A growing focus on energy efficiency has put pressure on researchers and market players to incorporate energy-efficient technology into the existing and new infrastructure. Passive design features that maximise energy efficiency can be added to on-site renewable energy generators in order to reduce infrastructural energy needs. Several technological advancements are taking place as the world moves towards self-sufficient, zero-energy-consuming spaces.
For example, researchers at the University of Exeter, UK, aim to create buildings with innovative glass blocks to enable them to generate their own power. They are developing a pioneering technique that could accelerate the widespread implementation of building integrated photovoltaics (BIPV) net-zero-energy buildings.
The blocks, called Solar Squared, are designed to fit seamlessly into new buildings as well as old. They are similar to the existing glass blocks designed by Tesla, allowing daylight to concentrate around a property by replacing traditional bricks and mortar with transparent glass bricks. Solar Squared blocks have intelligent optics that focus the incoming solar radiation on to small solar cells when placed vertically, thus enhancing the overall efficiency of solar cells. The blocks can then be linked and wired to one another to generate electricity, which will then be available to power the building, be stored in batteries and charge electric vehicles.

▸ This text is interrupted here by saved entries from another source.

//! Reshape a [`Comparison`] into a year-by-column table.

use rust_decimal::Decimal;
use serde::Serialize;
use std::collections::{BTreeMap, BTreeSet};
use std::fmt;
use std::str::FromStr;
use std::time::Instant;
use tracing::{info, warn};

use crate::aggregate::{Comparison, Measures, Year};
use crate::categories::Category;
use crate::error::ReportError;
use crate::units::UnitKey;
use crate::yoy::Delta;

/// Column label used when the aggregate was grouped by unit only.
pub const ALL_CATEGORIES_LABEL: &str = "All";

#[derive(Debug, Clone, Copy, PartialEq, Eq, Hash, PartialOrd, Ord)]
pub enum Filter {
    Total,
    Unit(UnitKey),
}

impl FromStr for Filter {
    type Err = ReportError;

    fn from_str(s: &str) -> Result<Self, Self::Err> {
        let s = s.trim();
        if s.eq_ignore_ascii_case("total") {
            return Ok(Filter::Total);
        }
        s.parse()
            .map(Filter::Unit)
            .map_err(|_| ReportError::InvalidFilter(s.to_string()))
    }
}

impl fmt::Display for Filter {
    fn fmt(&self, f: &mut fmt::Formatter<'_>) -> fmt::Result {
        match self {
            Filter::Total => write!(f, "Total"),
            Filter::Unit(unit) => write!(f, "{}", unit),
        }
    }
}

#[derive(Debug, Clone, Copy, PartialEq, Eq, Hash)]
pub enum Measure {
    Count,
    VolumeSum,
    ProfitSum,
}

impl Measure {
    pub const ALL: [Measure; 3] = [Measure::Count, Measure::VolumeSum, Measure::ProfitSum];

    pub fn name(self) -> &'static str {
        match self {
            Measure::Count => "count",
            Measure::VolumeSum => "volume_sum",
            Measure::ProfitSum => "profit_sum",
        }
    }

    pub fn is_monetary(self) -> bool {
        !matches!(self, Measure::Count)
    }

    pub fn of(self, measures: &Measures) -> Decimal {
        match self {
            Measure::Count => Decimal::from(measures.count),
            Measure::VolumeSum => measures.volume_sum,
            Measure::ProfitSum => measures.profit_sum,
        }
    }
}

impl fmt::Display for Measure {
    fn fmt(&self, f: &mut fmt::Formatter<'_>) -> fmt::Result {
        f.write_str(self.name())
    }
}

/// What the columns of a pivoted table are.
#[derive(Debug, Clone, Copy, PartialEq, Eq)]
pub enum Axis {
    /// One column per category, holding the given measure.
    Category(Measure),
    /// One column per measure, categories collapsed.
    Metric,
}

#[derive(Debug, Clone, PartialEq, Eq)]
pub struct Column {
    pub label: String,
    /// Measure the column's values are drawn from.
    pub measure: Measure,
}

#[derive(Debug, Clone, PartialEq, Eq)]
pub struct YearRow {
    pub year: Year,
    pub values: Vec<Decimal>,
}

/// One (series, year, value) point; the shape chart renderers consume.
#[derive(Debug, Clone, PartialEq, Eq, Serialize)]
pub struct LongRow {
    pub series: String,
    pub year: Year,
    pub value: Decimal,
}

/// Rows are years in ascending order followed by an optional YOY row.
#[derive(Debug, Clone, PartialEq, Eq)]
pub struct WideTable {
    pub(crate) columns: Vec<Column>,
    pub(crate) rows: Vec<YearRow>,
    pub(crate) yoy: Option<Vec<Delta>>,
}

impl WideTable {
    pub fn new(columns: Vec<Column>, mut rows: Vec<YearRow>) -> Self {
        rows.sort_by_key(|row| row.year);
        Self {
            columns,
            rows,
            yoy: None,
        }
    }

    pub fn columns(&self) -> &[Column] {
        &self.columns
    }

    pub fn rows(&self) -> &[YearRow] {
        &self.rows
    }

    pub fn yoy(&self) -> Option<&[Delta]> {
        self.yoy.as_deref()
    }

    pub fn years(&self) -> Vec<Year> {
        self.rows.iter().map(|row| row.year).collect()
    }

    fn column_index(&self, label: &str) -> Option<usize> {
        self.columns.iter().position(|column| column.label == label)
    }

    pub fn value(&self, year: Year, column: &str) -> Option<Decimal> {
        let idx = self.column_index(column)?;
        self.rows
            .iter()
            .find(|row| row.year == year)
            .map(|row| row.values[idx])
    }

    pub fn delta(&self, column: &str) -> Option<Delta> {
        let idx = self.column_index(column)?;
        self.yoy.as_ref().map(|deltas| deltas[idx])
    }

    /// Long form of the year rows; the YOY row is not part of it.
    pub fn to_long(&self) -> Vec<LongRow> {
        self.columns
            .iter()
            .enumerate()
            .flat_map(|(idx, column)| {
                self.rows.iter().map(move |row| LongRow {
                    series: column.label.clone(),
                    year: row.year,
                    value: row.values[idx],
                })
            })
            .collect()
    }
}

fn category_label(category: &Option<Category>) -> String {
    match category {
        Some(category) => category.to_string(),
        None => ALL_CATEGORIES_LABEL.to_string(),
    }
}

/// Pivot `comparison` into one row per year, restricted by `filter`.
///
/// Every year of the comparison gets a row; a unit with no records in a year
/// gets zeros there. Missing cells are zero, never omitted.
pub fn pivot(comparison: &Comparison, filter: Filter, axis: Axis) -> WideTable {
    let start_time = Instant::now();

    if let Filter::Unit(unit) = filter {
        if !comparison.units().contains(&unit) {
            warn!(action = "filter", component = "pivot", unit = unit, "Unit has no records in any year");
        }
    }

    let mut cells: BTreeMap<Year, BTreeMap<Option<Category>, Measures>> = comparison
        .years()
        .map(|year| (year, BTreeMap::new()))
        .collect();

    for (year, key, measures) in comparison.rows() {
        if let Filter::Unit(unit) = filter {
            if key.unit != unit {
                continue;
            }
        }
        let slot = match axis {
            Axis::Category(_) => key.category.clone(),
            Axis::Metric => None,
        };
        // within one year, bounded by the magnitude check in `aggregate`
        *cells.entry(year).or_default().entry(slot).or_default() += *measures;
    }

    let slots: Vec<(Option<Category>, Column)> = match axis {
        Axis::Category(measure) => cells
            .values()
            .flat_map(|by_slot| by_slot.keys().cloned())
            .collect::<BTreeSet<_>>()
            .into_iter()
            .map(|slot| {
                let label = category_label(&slot);
                (slot, Column { label, measure })
            })
            .collect(),
        Axis::Metric => Measure::ALL
            .iter()
            .map(|&measure| {
                (
                    None,
                    Column {
                        label: measure.name().to_string(),
                        measure,
                    },
                )
            })
            .collect(),
    };

    let rows = cells
        .iter()
        .map(|(&year, by_slot)| YearRow {
            year,
            values: slots
                .iter()
                .map(|(slot, column)| {
                    by_slot
                        .get(slot)
                        .map(|measures| column.measure.of(measures))
                        .unwrap_or(Decimal::ZERO)
                })
                .collect(),
        })
        .collect();

    let columns = slots.into_iter().map(|(_, column)| column).collect();
    let table = WideTable::new(columns, rows);

    info!(
        action = "complete",
        component = "pivot",
        filter = %filter,
        axis = ?axis,
        column_count = table.columns.len(),
        row_count = table.rows.len(),
        duration_ms = start_time.elapsed().as_millis(),
        "Pivot completed"
    );
    table
}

As reported by research agencies, buildings consume more than 40 per cent of the electricity produced across the globe. If integrated seamlessly into the building, this new technology will allow electricity to be produced at the site of use. In addition, these blocks reportedly have better thermal insulation than traditional building materials. Thermal insulation reduces the heat transfer, thus saving the fuel or energy needed to heat up the building or to keep it at a particular temperature.
The Exeter team is led by Hasan Baig, a research fellow at the university’s Environment and Sustainability Institute. The team has created a start-up company Build Solar to market and produce the pioneering product. The founder Hasan is of the opinion that BIPV as an industry is growing at 16 per cent per annum, and setting up a company that can cater to this growing market will prove beneficial for the country’s economy in the long term.
The patent-pending technology is at the prototype stage, and the team is in the process of fine-tuning its designs in order to test the technology at various pilot commercial spaces. The product is expected to be launched in the market in 2018.